• AIM OF THE TASK:
In the records that follow, show each line where the word "progress" is present.

Collected data
------
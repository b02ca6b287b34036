use bevy::prelude::*;

/// Cubic ease-out: fast start, decelerating into the target. `t` is clamped to `[0, 1]`.
pub fn ease_out_cubic(t: f32) -> f32 {
    let remaining = 1.0 - t.clamp(0.0, 1.0);
    remaining.mul_add(-(remaining * remaining), 1.0)
}

/// A one-shot eased move of the camera position toward `end_position`, looking at
/// `look_at` on every step.
///
/// Time is accumulated from the deltas passed to [`FocusTransition::advance`], so the
/// curve is a pure function of elapsed milliseconds.
#[derive(Clone, Copy, Debug, PartialEq, Reflect)]
pub struct FocusTransition {
    pub start_position: Vec3,
    pub end_position:   Vec3,
    pub look_at:        Vec3,
    /// Controller clock reading when the transition began
    pub started_at_ms:  f64,
    pub duration_ms:    f32,
    elapsed_ms:         f32,
}

impl FocusTransition {
    pub const fn new(
        start_position: Vec3,
        end_position: Vec3,
        look_at: Vec3,
        started_at_ms: f64,
        duration_ms: f32,
    ) -> Self {
        Self {
            start_position,
            end_position,
            look_at,
            started_at_ms,
            duration_ms,
            elapsed_ms: 0.0,
        }
    }

    /// Linear progress in `[0, 1]`; a non-positive duration is already complete.
    pub fn progress(&self) -> f32 {
        if self.duration_ms > 0.0 {
            (self.elapsed_ms / self.duration_ms).min(1.0)
        } else {
            1.0
        }
    }

    pub fn position(&self) -> Vec3 {
        if self.is_complete() {
            return self.end_position;
        }
        self.start_position
            .lerp(self.end_position, ease_out_cubic(self.progress()))
    }

    /// Adds `delta_ms` of elapsed time and returns the eased position.
    pub fn advance(&mut self, delta_ms: f32) -> Vec3 {
        self.elapsed_ms += delta_ms.max(0.0);
        self.position()
    }

    pub fn is_complete(&self) -> bool { self.progress() >= 1.0 }
}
------
• TASK OUTPUT:
    /// Linear progress in `[0, 1]`; a non-positive duration is already complete.
    pub fn progress(&self) -> f32 {
            .lerp(self.end_position, ease_out_cubic(self.progress()))
    pub fn is_complete(&self) -> bool { self.progress() >= 1.0 }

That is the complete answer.